I went into Google maps and turned the bicycle trails option on and you really have great choices for trails. I started with a Hybrid and for the flat country roads I have it wasn't the best choice. I think you need to look at this as a first bike purchase and ask yourself where you think you want to start riding. Living so close to Denver I'd google "Denver bicycle coop" this is where people volunteer their time to rebuild used bicycles and can help you find a used bicycle and learn how to maintain it. You may still decide to get a new bike but getting to know these people is a good idea.

When you get into higher priced bicycles they don't come with pedals because the manufacturer doesn't what kind of pedal you need. Many of us choose to attach our shoes to the pedal and there are many types of pedals to do this. You have to have the correct cleat on your shoes to match-up with the type of pedal you have.

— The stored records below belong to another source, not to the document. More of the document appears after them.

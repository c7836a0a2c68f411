//! Chat subscription management service.

use std::sync::Arc;

use log::info;

use crate::model::SubscriberModel;
use crate::model::SubscriberRole;
use crate::repository::Repository;
use crate::service::error::ServiceError;

pub enum SubscribeResult {
    /// Successfully subscribed to notifications
    Success { subscriber: SubscriberModel },
    /// Already subscribed to notifications
    AlreadySubscribed { subscriber: SubscriberModel },
}

pub enum UnsubscribeResult {
    /// Successfully unsubscribed from notifications
    Success,
    /// There was no active subscription for this chat
    NotSubscribed,
}

/// Service for managing notification subscriptions.
pub struct SubscriptionService {
    pub db: Arc<Repository>,
    admin_ids: Vec<i64>,
}

impl SubscriptionService {
    /// Creates a new subscription service.
    pub fn new(db: Arc<Repository>, admin_ids: Vec<i64>) -> Self {
        Self { db, admin_ids }
    }

    /// Admin standing comes from configuration, not from being subscribed.
    pub fn is_admin(&self, chat_id: i64) -> bool {
        self.admin_ids.contains(&chat_id)
    }

    pub fn role_for(&self, chat_id: i64) -> SubscriberRole {
        if self.is_admin(chat_id) {
            SubscriberRole::Admin
        } else {
            SubscriberRole::Member
        }
    }

    /// Subscribes a chat to notifications, reactivating a past subscription
    /// if one exists.
    ///
    /// # Performance
    /// * DB calls: 2
    pub async fn subscribe(&self, chat_id: i64) -> Result<SubscribeResult, ServiceError> {
        // DB 1
        let existing = self.db.subscriber.select(chat_id).await?;
        let already_active = existing.is_some_and(|subscriber| subscriber.active);

        // DB 2
        let subscriber = self.db.subscriber.upsert(chat_id, self.role_for(chat_id)).await?;

        if already_active {
            Ok(SubscribeResult::AlreadySubscribed { subscriber })
        } else {
            info!("Chat {chat_id} subscribed to notifications.");
            Ok(SubscribeResult::Success { subscriber })
        }
    }

    /// # Performance
    /// * DB calls: 1
    pub async fn unsubscribe(&self, chat_id: i64) -> Result<UnsubscribeResult, ServiceError> {
        if self.db.subscriber.deactivate(chat_id).await? {
            info!("Chat {chat_id} unsubscribed from notifications.");
            Ok(UnsubscribeResult::Success)
        } else {
            Ok(UnsubscribeResult::NotSubscribed)
        }
    }

    /// # Performance
    /// * DB calls: 1
    pub async fn list_active(&self) -> Result<Vec<SubscriberModel>, ServiceError> {
        Ok(self.db.subscriber.select_active().await?)
    }

    /// # Performance
    /// * DB calls: 1
    pub async fn is_active_subscriber(&self, chat_id: i64) -> Result<bool, ServiceError> {
        let subscriber = self.db.subscriber.select(chat_id).await?;
        Ok(subscriber.is_some_and(|subscriber| subscriber.active))
    }
}
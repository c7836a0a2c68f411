#[derive(Debug, thiserror::Error)]
pub enum DatabaseError {
    #[error("Database backend error: {0}")]
    BackendError(#[from] sqlx::Error),

    #[error("Internal database error: {message}")]
    InternalError { message: String },
}
use std::env;
use std::path::PathBuf;
use std::time::Duration;

use crate::error::AppError;
use crate::monitor::MAX_INTERVAL_SECS;
use crate::monitor::MIN_INTERVAL_SECS;

/// Runtime configuration, read once from the environment at startup.
#[derive(Debug, Clone)]
pub struct Config {
    pub bot_token: String,
    pub target_url: String,
    pub admin_ids: Vec<i64>,
    pub default_interval: Duration,
    pub db_url: String,
    pub db_path: String,
    pub data_path: PathBuf,
    pub logs_path: PathBuf,
    pub webdriver_url: String,
    pub probe_timeout: Duration,
    pub screenshot_on_slots: bool,
}

impl Config {
    pub fn new() -> Result<Self, AppError> {
        let default_interval_secs =
            Self::parse_u64("DEFAULT_INTERVAL_SECONDS", &Self::env_or("DEFAULT_INTERVAL_SECONDS", "180"))?;
        if !(MIN_INTERVAL_SECS..=MAX_INTERVAL_SECS).contains(&default_interval_secs) {
            return Err(AppError::InvalidConfig {
                key: "DEFAULT_INTERVAL_SECONDS".into(),
                reason: format!(
                    "must be between {MIN_INTERVAL_SECS} and {MAX_INTERVAL_SECS} seconds, got {default_interval_secs}"
                ),
            });
        }

        let probe_timeout_secs =
            Self::parse_u64("PROBE_TIMEOUT_SECONDS", &Self::env_or("PROBE_TIMEOUT_SECONDS", "90"))?;

        Ok(Self {
            bot_token: Self::get_env("TG_BOT_TOKEN")?,
            target_url: Self::get_env("TARGET_URL")?,
            admin_ids: Self::parse_admins("ADMINS", &Self::env_or("ADMINS", ""))?,
            default_interval: Duration::from_secs(default_interval_secs),
            db_url: Self::env_or("DB_URL", "sqlite://data/cita-bot.db"),
            db_path: Self::env_or("DB_PATH", "data/cita-bot.db"),
            data_path: PathBuf::from(Self::env_or("DATA_DIR", "data")),
            logs_path: PathBuf::from(Self::env_or("LOG_DIR", "logs")),
            webdriver_url: Self::env_or("WEBDRIVER_URL", "http://localhost:9515"),
            probe_timeout: Duration::from_secs(probe_timeout_secs),
            screenshot_on_slots: Self::parse_bool("SCREENSHOT_ON_SLOTS", &Self::env_or("SCREENSHOT_ON_SLOTS", "true"))?,
        })
    }

    /// Creates the data, screenshot, and log directories if they are missing.
    pub fn ensure_dirs(&self) -> Result<(), AppError> {
        std::fs::create_dir_all(&self.data_path)?;
        std::fs::create_dir_all(self.data_path.join("screenshots"))?;
        std::fs::create_dir_all(&self.logs_path)?;
        Ok(())
    }

    /// Where probe evidence is written. A single file, overwritten on each capture.
    pub fn screenshot_path(&self) -> PathBuf {
        self.data_path.join("screenshots").join("last_check.png")
    }

    fn get_env(key: &str) -> Result<String, AppError> {
        match env::var(key) {
            Ok(value) if !value.trim().is_empty() => Ok(value),
            _ => Err(AppError::MissingConfig { key: key.into() }),
        }
    }

    fn env_or(key: &str, default: &str) -> String {
        env::var(key).ok().filter(|value| !value.trim().is_empty()).unwrap_or_else(|| default.into())
    }

    fn parse_u64(key: &str, raw: &str) -> Result<u64, AppError> {
        raw.trim().parse::<u64>().map_err(|_| AppError::InvalidConfig {
            key: key.into(),
            reason: format!("expected a non-negative integer, got \"{raw}\""),
        })
    }

    fn parse_bool(key: &str, raw: &str) -> Result<bool, AppError> {
        match raw.trim().to_lowercase().as_str() {
            "1" | "true" | "yes" => Ok(true),
            "0" | "false" | "no" => Ok(false),
            _ => Err(AppError::InvalidConfig {
                key: key.into(),
                reason: format!("expected a boolean, got \"{raw}\""),
            }),
        }
    }

    fn parse_admins(key: &str, raw: &str) -> Result<Vec<i64>, AppError> {
        raw.split(',')
            .map(str::trim)
            .filter(|entry| !entry.is_empty())
            .map(|entry| {
                entry.parse::<i64>().map_err(|_| AppError::InvalidConfig {
                    key: key.into(),
                    reason: format!("expected a comma-separated list of chat ids, got \"{entry}\""),
                })
            })
            .collect()
    }
}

When I go into a LBS to test ride a bike, I have to tell them I need SPD pedals on the bike. A friend of mine would have to say SPD-SL, still another would say LOOK and there's a lot more choices.
HAHA 12 step and I haven't had anything to drink yet today. Shucks

I'm looking up the COOP right now. Also in regard to the comment above about my leg and harsh MTB riding, do you think it would be advisable to do a hybrid more geered to road?

Whats the purpose of a shoe mount? I would go to the bike shop and ask all these but Im afraid I'll be talked into more than I want to handle.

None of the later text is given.